Work request:
Your answer should hold exactly the lines from the one with "claims means the" through the final line of the data below, reproduced as written.

◇ ◇ ◇

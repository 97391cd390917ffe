use axum::Json;
use warden_core::AccessClaims;

use crate::extractors::AuthenticatedUser;

/// For other services holding a bearer token: a 200 with the claims means the
/// token is currently valid, anything else means it is not.
#[tracing::instrument(name = "Verify Token", skip_all)]
pub async fn verify_token(user: AuthenticatedUser) -> Json<AccessClaims> {
    Json(user.0)
}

◇ ◇ ◇

Solved exercise:
/// For other services holding a bearer token: a 200 with the claims means the
/// token is currently valid, anything else means it is not.
#[tracing::instrument(name = "Verify Token", skip_all)]
pub async fn verify_token(user: AuthenticatedUser) -> Json<AccessClaims> {
    Json(user.0)
}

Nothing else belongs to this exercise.